Freddy Patel was the first pathologist to examine Tomlinson's body and the only expert to declare that the newspaper seller died of coronary artery disease.

Patel was opposed by all three pathologists who conducted subsequent autopsies on the 47-year-old.

Nat Cary, the second pathologist to examine Tomlinson's body, said there was "only one real possibility" over the death: that Tomlinson died because of internal bleeding in his abdomen area, most probably his liver.

Cary pointed out that footage showed the newspaper seller falling "awkwardly" after being pushed by PC Simon Harwood. His elbow became trapped between his torso and the pavement. Cary said this could have caused the "blunt force trauma" that injured his abdomen.

Cary was backed by Kenneth Shorrock and Ben Swift, two other pathologists who examined Tomlinson's body.

Graeme Alexander, a liver specialist, and Robin Williamson, a consultant surgeon, further experts called to give evidence, also said that Tomlinson was likely to have died from internal bleeding.

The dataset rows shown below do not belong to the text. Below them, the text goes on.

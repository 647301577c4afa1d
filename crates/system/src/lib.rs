//! Render-context providers: subprocesses, git, transcripts, usage status.

pub mod git;
pub mod shell;
pub mod transcript;
pub mod usage;

pub use git::{ChangeSummary, GitProbe};
pub use shell::ProcessShell;
pub use transcript::{summarize, TranscriptSummary};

It was accepted that Patel, 63, was at a disadvantage when he conducted his postmortem two days after Tomlinson's death because he had not seen footage of the newspaper seller's encounter with Harwood.

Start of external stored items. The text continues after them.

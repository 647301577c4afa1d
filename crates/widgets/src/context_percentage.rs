use statline_config::{Settings, WidgetItem};
use statline_core::{DisplayStyle, RenderContext};
use statline_system::usage::clean_reset_text;

use crate::{style::LegacyRule, style::StyleTable, Widget};

/// Full context window in tokens.
pub const CONTEXT_WINDOW: u64 = 200_000;
/// Tokens usable before the host auto-compacts.
pub const USABLE_WINDOW: u64 = 160_000;

const SCALING: f64 = 1.04;

/// Share of `window` used by `length` tokens, in percent, capped at 100.
pub fn used_percent(length: u64, window: u64) -> f64 {
    (length as f64 / window as f64 * 100.0 * SCALING).min(100.0)
}

const INVERSE: &[(&str, &str)] = &[("inverse", "true")];

const LEGACY: &[LegacyRule] = &[
    LegacyRule::meta(INVERSE, Some(true), "remaining-plain"),
    LegacyRule::meta(INVERSE, Some(false), "remaining-short"),
    LegacyRule::raw(true, "used-plain"),
];

pub(crate) const STYLES: StyleTable = StyleTable {
    styles: &[
        DisplayStyle::new("remaining-plain", "91%"),
        DisplayStyle::new("remaining-left-suffix", "91% left"),
        DisplayStyle::new("remaining-short", "Left: 91%"),
        DisplayStyle::new("remaining-long", "Context remaining: 91%"),
        DisplayStyle::new("used-plain", "9%"),
        DisplayStyle::new("used-short", "Used: 9%"),
        DisplayStyle::new("used-long", "Context used: 9%"),
        DisplayStyle::new("weekly-used-reset", "weekly 10% Fri 8:00AM"),
        DisplayStyle::new("weekly-left-reset", "weekly 90% Fri 8:00AM (left)"),
        DisplayStyle::new("session-reset-used", "1h 37m 31%"),
        DisplayStyle::new("session-reset-left", "1h 37m 69% (left)"),
    ],
    default: "used-short",
    aliases: &[],
    legacy:  LEGACY,
};

/// `10%` for whole numbers, `10.5%` otherwise.
fn format_percent(percent: f64) -> String {
    let text = format!("{percent:.1}");
    format!("{}%", text.strip_suffix(".0").unwrap_or(&text))
}

fn display_percent(percent: f64, left: bool) -> f64 {
    if left {
        (100.0 - percent).clamp(0.0, 100.0)
    } else {
        percent
    }
}

/// Context window usage against the full 200k window, or the plan usage
/// figures written by an external usage tracker.
#[derive(Debug, Default)]
pub struct ContextPercentageWidget;

impl ContextPercentageWidget {
    pub fn new() -> Self {
        Self
    }

    fn render_usage(style: &str, ctx: &RenderContext) -> Option<String> {
        let left = style.ends_with("left-reset") || style.ends_with("reset-left");
        let weekly = style.starts_with("weekly");

        if ctx.is_preview {
            return Some(if weekly {
                format!("weekly {} Fri 8:00AM", format_percent(display_percent(10.0, left)))
            } else {
                format!("1h 37m {}", format_percent(display_percent(31.0, left)))
            });
        }

        let usage = ctx.usage.as_ref()?;
        if weekly {
            let pct = display_percent(usage.weekly_percent?, left);
            let reset = usage.weekly_reset.as_deref().filter(|s| !s.is_empty())?;
            Some(format!("weekly {} {}", format_percent(pct), clean_reset_text(reset)))
        } else {
            let pct = display_percent(usage.session_percent?, left);
            let reset = usage.session_reset.as_deref().filter(|s| !s.is_empty())?;
            Some(format!("{} {}", clean_reset_text(reset), format_percent(pct)))
        }
    }
}

impl Widget for ContextPercentageWidget {
    fn default_color(&self) -> &'static str {
        "blue"
    }

    fn display_name(&self) -> &'static str {
        "Context %"
    }

    fn description(&self) -> &'static str {
        "Shows context usage percentage (200k window) or weekly/session plan usage"
    }
    fn style_table(&self) -> &'static StyleTable {
        &STYLES
    }

    fn supports_raw_value(&self) -> bool {
        true
    }

    fn render(
        &self,
        item: &WidgetItem,
        ctx: &RenderContext,
        _settings: &Settings,
    ) -> Option<String> {
        let style = STYLES.resolve(item);
        if style.starts_with("weekly") || style.starts_with("session") {
            return Self::render_usage(style, ctx);
        }

        let used = if ctx.is_preview {
            9.3
        } else {
            used_percent(ctx.token_metrics.as_ref()?.context_length, CONTEXT_WINDOW)
        };
        let remaining = 100.0 - used;

        Some(match style {
            "remaining-plain" => format!("{remaining:.1}%"),
            "remaining-left-suffix" => format!("{remaining:.1}% left"),
            "remaining-short" => format!("Left: {remaining:.1}%"),
            "remaining-long" => format!("Context remaining: {remaining:.1}%"),
            "used-plain" => format!("{used:.1}%"),
            "used-long" => format!("Context used: {used:.1}%"),
            _ => format!("Used: {used:.1}%"),
        })
    }
}

const USABLE_STYLES: StyleTable = StyleTable {
    styles: &[
        DisplayStyle::new("remaining-plain", "88%"),
        DisplayStyle::new("remaining-short", "Left: 88%"),
        DisplayStyle::new("remaining-long", "Usable remaining: 88%"),
        DisplayStyle::new("used-plain", "12%"),
        DisplayStyle::new("used-short", "Used: 12%"),
        DisplayStyle::new("used-long", "Usable used: 12%"),
    ],
    default: "used-short",
    aliases: &[],
    legacy:  LEGACY,
};

/// Context usage against the 160k tokens available before auto-compact.
#[derive(Debug, Default)]
pub struct ContextPercentageUsableWidget;

impl ContextPercentageUsableWidget {
    pub fn new() -> Self {
        Self
    }
}

impl Widget for ContextPercentageUsableWidget {
    fn default_color(&self) -> &'static str {
        "green"
    }

    fn display_name(&self) -> &'static str {
        "Context % (usable)"
    }

    fn description(&self) -> &'static str {
        "Shows percentage of usable context window used or remaining (of 160k tokens before auto-compact)"
    }
    fn style_table(&self) -> &'static StyleTable {
        &USABLE_STYLES
    }

    fn supports_raw_value(&self) -> bool {
        true
    }

    fn render(
        &self,
        item: &WidgetItem,
        ctx: &RenderContext,
        _settings: &Settings,
    ) -> Option<String> {
        let used = if ctx.is_preview {
            11.6
        } else {
            used_percent(ctx.token_metrics.as_ref()?.context_length, USABLE_WINDOW)
        };
        let remaining = 100.0 - used;

        Some(match USABLE_STYLES.resolve(item) {
            "remaining-plain" => format!("{remaining:.1}%"),
            "remaining-short" => format!("Left: {remaining:.1}%"),
            "remaining-long" => format!("Usable remaining: {remaining:.1}%"),
            "used-plain" => format!("{used:.1}%"),
            "used-long" => format!("Usable used: {used:.1}%"),
            _ => format!("Used: {used:.1}%"),
        })
    }
}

Patel was asked by police to "rule out any assault or crush injuries associated with public disorder" and he was told that Tomlinson was an alcoholic who had been sleeping rough for 20 years.

The pathologist said he concluded that Tomlinson died of an arrythmic heart attack, through a "process of elimination", despite discovering that the man had suffered a "large intra-abdominal bleed".

Although Tomlinson had an injured liver and blood clot, Patel said he was unable to find an injury he believed would have accounted for the severe bleeding. He concluded that Tomlinson had died of a heart attack, stating that his most blocked artery was 85% narrowed.

That estimate was contradicted by Mary Sheppard, a coronary pathologist, who told the inquest the same artery was more likely to be about 50% narrowed.

Worse still for Patel, a consultant cardiologist, who was asked to analyse the electrocardiogram (ECG) readings taken by paramedics when they attached Tomlinson to a defibrillator, said the readings were "entirely inconsistent" with the heart attack theory.

The arrhythmic type of heart attack, Patel said Tomlinson had suffered, would have occurred with a wobbling of the heart known as ventricular fibrillation.

Kevin Channer, a heart specialist, said the ECG readings indicated that ventricular fibrillation had never happened. "In my opinion it is entirely inconsistent that his collapse was due to a primary cardiac problem," the professor said.

On the other hand, the chart readings were consistent with severe blood loss, Channer said.

Presented with this new evidence Patel changed his position, speculating that Tomlinson could have suffered a "very transient" form of arrhythmic heart attack, recovered spontaneously and then lost consciousness.

The most crucial change in his evidence related to the fluid found in Tomlinson's abdomen. After discovering that the pathologists had contradicted his findings and had concluded that the newspaper seller died of internal bleeding, Patel altered his description of the fluid; he stated that rather than blood it was mostly ascites, a bodily fluid found in patients with liver disease.

The other pathologists relied on Patel's description of the fluid because he said he had inadvertently discarded the sample.

Summing up the evidence the judge, Peter Thornton QC, sitting as assistant deputy coroner at the hearing at the International Dispute Resolution Centre, in Fleet Street, London, also reminded the jury that Patel had been suspended twice by a General Medical Council disciplinary panel in recent months over botched postmortems and for dishonesty; and one of the findings against him was that he had shown inflexibility over taking on new information.

Thornton also advised jurors to consider why Patel had repeatedly altered his position. "You must ask yourselves why this has happened," he said. "Is there a good reason for those changes, which justifies and support his original cause of death, or is his credibility as an expert witness no longer intact?"